- [PROBLEM DETAILS] Each line that includes the word "bool" should be copied from the records.

- [MATERIAL PROVIDED]

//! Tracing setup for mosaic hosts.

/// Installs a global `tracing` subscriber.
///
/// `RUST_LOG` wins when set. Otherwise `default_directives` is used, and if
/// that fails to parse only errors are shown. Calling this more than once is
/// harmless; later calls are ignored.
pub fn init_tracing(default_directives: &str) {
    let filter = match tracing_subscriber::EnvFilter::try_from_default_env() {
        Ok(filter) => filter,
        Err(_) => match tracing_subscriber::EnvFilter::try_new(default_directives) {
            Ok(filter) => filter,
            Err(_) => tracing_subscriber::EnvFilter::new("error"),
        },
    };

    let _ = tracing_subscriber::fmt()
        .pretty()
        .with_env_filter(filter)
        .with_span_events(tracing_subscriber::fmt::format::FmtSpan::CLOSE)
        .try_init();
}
--
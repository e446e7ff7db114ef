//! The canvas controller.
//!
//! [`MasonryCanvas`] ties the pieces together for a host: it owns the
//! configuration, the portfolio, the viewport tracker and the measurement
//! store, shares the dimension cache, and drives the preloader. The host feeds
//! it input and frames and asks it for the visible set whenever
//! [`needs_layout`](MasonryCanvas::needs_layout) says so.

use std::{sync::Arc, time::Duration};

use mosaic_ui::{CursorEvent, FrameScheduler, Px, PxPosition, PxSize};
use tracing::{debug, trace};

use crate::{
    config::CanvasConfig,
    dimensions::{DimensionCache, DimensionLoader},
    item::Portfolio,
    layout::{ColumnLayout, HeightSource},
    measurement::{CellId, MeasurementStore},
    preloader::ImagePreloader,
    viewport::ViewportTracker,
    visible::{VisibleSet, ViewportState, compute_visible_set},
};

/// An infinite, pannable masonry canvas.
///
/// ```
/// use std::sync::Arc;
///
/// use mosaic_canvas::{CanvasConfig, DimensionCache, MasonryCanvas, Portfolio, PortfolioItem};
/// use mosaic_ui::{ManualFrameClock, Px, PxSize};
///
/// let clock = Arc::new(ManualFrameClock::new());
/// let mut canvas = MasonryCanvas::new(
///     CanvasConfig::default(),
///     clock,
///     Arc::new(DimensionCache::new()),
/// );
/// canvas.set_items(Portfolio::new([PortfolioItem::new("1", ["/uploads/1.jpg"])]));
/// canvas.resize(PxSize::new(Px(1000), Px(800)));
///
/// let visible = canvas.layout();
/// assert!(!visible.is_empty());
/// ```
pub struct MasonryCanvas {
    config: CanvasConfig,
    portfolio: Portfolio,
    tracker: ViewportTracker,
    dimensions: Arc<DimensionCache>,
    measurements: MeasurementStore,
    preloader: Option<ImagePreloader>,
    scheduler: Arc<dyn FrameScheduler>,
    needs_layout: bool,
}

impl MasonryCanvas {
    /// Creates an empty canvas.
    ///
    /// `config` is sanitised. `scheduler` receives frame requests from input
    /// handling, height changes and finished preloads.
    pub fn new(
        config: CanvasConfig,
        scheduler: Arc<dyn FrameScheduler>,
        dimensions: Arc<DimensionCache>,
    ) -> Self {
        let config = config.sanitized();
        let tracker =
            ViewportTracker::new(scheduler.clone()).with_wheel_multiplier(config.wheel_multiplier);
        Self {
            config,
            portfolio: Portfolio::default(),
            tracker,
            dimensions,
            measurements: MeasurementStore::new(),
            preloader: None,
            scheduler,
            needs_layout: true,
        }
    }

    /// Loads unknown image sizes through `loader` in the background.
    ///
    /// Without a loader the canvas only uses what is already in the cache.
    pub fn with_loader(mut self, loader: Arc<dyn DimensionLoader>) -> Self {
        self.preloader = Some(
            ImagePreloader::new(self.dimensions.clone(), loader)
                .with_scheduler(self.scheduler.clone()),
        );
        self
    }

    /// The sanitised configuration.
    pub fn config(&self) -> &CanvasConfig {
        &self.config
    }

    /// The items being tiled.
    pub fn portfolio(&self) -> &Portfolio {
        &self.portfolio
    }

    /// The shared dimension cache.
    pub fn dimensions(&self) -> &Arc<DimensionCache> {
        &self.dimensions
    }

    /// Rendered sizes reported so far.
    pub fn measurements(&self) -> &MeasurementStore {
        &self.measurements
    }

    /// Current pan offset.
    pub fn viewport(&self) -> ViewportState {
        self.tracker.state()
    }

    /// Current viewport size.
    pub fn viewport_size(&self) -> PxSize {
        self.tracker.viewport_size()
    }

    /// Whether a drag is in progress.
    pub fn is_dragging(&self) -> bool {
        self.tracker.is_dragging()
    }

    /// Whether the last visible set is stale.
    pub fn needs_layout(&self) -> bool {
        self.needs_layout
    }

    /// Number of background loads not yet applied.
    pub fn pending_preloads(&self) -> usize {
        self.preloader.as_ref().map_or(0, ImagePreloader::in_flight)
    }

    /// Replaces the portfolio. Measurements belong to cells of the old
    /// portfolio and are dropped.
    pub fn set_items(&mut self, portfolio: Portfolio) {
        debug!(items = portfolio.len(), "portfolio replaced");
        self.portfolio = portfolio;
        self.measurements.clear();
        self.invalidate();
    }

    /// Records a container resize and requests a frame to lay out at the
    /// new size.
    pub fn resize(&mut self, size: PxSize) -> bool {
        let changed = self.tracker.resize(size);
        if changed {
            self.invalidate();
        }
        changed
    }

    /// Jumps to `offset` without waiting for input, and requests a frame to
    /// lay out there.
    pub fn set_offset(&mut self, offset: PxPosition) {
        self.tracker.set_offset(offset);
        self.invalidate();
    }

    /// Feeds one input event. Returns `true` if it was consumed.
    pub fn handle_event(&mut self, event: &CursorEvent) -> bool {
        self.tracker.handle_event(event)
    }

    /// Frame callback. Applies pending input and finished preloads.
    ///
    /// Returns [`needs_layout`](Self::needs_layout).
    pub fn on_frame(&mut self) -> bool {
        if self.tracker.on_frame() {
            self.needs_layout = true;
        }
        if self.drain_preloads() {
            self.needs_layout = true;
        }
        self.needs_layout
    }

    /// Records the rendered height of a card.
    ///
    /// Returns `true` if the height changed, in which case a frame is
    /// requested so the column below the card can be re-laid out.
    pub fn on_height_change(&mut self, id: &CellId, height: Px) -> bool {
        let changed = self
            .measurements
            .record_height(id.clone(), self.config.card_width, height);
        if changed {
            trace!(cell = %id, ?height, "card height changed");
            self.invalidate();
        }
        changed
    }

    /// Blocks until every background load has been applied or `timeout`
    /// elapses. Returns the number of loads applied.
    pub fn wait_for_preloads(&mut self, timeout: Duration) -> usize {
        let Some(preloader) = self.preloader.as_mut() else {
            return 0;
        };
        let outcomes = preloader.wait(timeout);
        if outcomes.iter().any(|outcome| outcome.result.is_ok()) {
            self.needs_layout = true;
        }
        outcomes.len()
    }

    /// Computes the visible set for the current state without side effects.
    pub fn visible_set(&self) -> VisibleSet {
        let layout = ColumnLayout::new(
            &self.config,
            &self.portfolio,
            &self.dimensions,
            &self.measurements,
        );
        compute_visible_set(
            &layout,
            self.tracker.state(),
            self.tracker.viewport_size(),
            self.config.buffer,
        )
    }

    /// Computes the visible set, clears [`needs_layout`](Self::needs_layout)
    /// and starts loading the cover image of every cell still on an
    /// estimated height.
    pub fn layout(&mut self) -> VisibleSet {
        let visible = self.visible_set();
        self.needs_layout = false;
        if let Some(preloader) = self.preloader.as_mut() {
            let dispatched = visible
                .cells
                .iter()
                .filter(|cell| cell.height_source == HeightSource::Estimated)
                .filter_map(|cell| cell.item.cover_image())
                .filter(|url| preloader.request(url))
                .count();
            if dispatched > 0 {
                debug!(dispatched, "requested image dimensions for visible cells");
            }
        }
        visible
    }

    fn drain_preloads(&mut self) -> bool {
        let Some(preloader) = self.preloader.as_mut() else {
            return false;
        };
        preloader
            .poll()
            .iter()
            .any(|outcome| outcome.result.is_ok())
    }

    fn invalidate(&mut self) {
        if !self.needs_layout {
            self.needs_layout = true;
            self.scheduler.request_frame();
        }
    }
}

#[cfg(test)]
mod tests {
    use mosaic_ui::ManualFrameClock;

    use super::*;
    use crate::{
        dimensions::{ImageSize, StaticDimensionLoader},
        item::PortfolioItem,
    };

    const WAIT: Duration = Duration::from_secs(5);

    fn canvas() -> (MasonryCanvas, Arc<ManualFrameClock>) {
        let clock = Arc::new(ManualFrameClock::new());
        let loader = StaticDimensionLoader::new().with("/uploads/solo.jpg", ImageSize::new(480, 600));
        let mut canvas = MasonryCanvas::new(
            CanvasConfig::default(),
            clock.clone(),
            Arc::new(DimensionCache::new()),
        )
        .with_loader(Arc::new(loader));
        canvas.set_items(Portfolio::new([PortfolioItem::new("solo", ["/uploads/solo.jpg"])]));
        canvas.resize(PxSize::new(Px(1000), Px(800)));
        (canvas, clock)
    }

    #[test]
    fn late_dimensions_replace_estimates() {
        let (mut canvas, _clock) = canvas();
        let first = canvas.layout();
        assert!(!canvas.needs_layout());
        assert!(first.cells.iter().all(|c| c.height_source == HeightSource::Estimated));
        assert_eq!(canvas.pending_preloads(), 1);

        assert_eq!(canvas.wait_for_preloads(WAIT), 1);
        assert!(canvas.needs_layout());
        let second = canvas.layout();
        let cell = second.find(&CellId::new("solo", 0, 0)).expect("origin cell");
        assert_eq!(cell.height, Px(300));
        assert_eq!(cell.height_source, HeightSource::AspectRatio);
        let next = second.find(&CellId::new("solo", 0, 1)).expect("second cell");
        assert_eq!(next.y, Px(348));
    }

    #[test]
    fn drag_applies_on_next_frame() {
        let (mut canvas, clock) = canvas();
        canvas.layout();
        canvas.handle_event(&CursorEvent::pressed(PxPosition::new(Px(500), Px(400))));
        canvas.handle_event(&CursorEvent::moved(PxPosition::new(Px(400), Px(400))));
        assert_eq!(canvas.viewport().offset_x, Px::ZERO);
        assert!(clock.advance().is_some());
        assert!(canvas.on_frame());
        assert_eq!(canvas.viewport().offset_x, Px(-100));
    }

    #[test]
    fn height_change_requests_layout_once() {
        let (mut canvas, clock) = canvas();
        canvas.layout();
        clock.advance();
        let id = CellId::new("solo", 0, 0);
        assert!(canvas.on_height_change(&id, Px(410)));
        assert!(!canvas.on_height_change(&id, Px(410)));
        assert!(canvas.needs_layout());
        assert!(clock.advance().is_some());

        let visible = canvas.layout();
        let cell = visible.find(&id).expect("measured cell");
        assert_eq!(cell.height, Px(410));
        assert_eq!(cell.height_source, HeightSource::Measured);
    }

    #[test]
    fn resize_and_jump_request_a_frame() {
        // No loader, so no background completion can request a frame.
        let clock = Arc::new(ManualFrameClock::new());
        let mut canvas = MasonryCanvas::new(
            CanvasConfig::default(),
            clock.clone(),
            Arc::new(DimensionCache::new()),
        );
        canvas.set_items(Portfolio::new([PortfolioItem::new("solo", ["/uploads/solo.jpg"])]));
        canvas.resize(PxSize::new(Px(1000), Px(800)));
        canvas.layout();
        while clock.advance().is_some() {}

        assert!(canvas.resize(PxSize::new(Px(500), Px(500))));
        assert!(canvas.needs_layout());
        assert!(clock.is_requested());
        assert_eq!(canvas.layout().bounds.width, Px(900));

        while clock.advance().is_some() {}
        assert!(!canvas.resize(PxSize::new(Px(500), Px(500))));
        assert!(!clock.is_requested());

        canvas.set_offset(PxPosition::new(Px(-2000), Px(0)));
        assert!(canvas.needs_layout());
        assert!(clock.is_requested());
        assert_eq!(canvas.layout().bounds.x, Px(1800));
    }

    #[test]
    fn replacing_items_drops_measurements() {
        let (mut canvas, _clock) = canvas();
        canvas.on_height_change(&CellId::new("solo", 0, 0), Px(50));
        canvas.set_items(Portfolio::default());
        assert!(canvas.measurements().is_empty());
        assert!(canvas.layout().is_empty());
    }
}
...
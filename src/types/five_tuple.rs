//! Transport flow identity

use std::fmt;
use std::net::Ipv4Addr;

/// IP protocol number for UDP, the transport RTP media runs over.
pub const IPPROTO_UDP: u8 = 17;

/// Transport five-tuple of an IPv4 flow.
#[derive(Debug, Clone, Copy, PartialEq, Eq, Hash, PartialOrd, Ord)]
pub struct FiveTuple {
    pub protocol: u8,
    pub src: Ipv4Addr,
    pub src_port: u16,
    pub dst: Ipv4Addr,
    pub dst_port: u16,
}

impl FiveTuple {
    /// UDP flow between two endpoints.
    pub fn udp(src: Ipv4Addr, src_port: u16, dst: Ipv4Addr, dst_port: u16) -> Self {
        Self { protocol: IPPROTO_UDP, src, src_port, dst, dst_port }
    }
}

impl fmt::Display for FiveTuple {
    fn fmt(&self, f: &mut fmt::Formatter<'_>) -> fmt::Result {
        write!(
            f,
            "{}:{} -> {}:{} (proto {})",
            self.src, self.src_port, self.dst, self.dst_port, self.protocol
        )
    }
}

- [ANSWER TO THIS TASK]
    needs_layout: bool,
    pub fn is_dragging(&self) -> bool {
    pub fn needs_layout(&self) -> bool {
    pub fn resize(&mut self, size: PxSize) -> bool {
    pub fn handle_event(&mut self, event: &CursorEvent) -> bool {
    pub fn on_frame(&mut self) -> bool {
    pub fn on_height_change(&mut self, id: &CellId, height: Px) -> bool {
    fn drain_preloads(&mut self) -> bool {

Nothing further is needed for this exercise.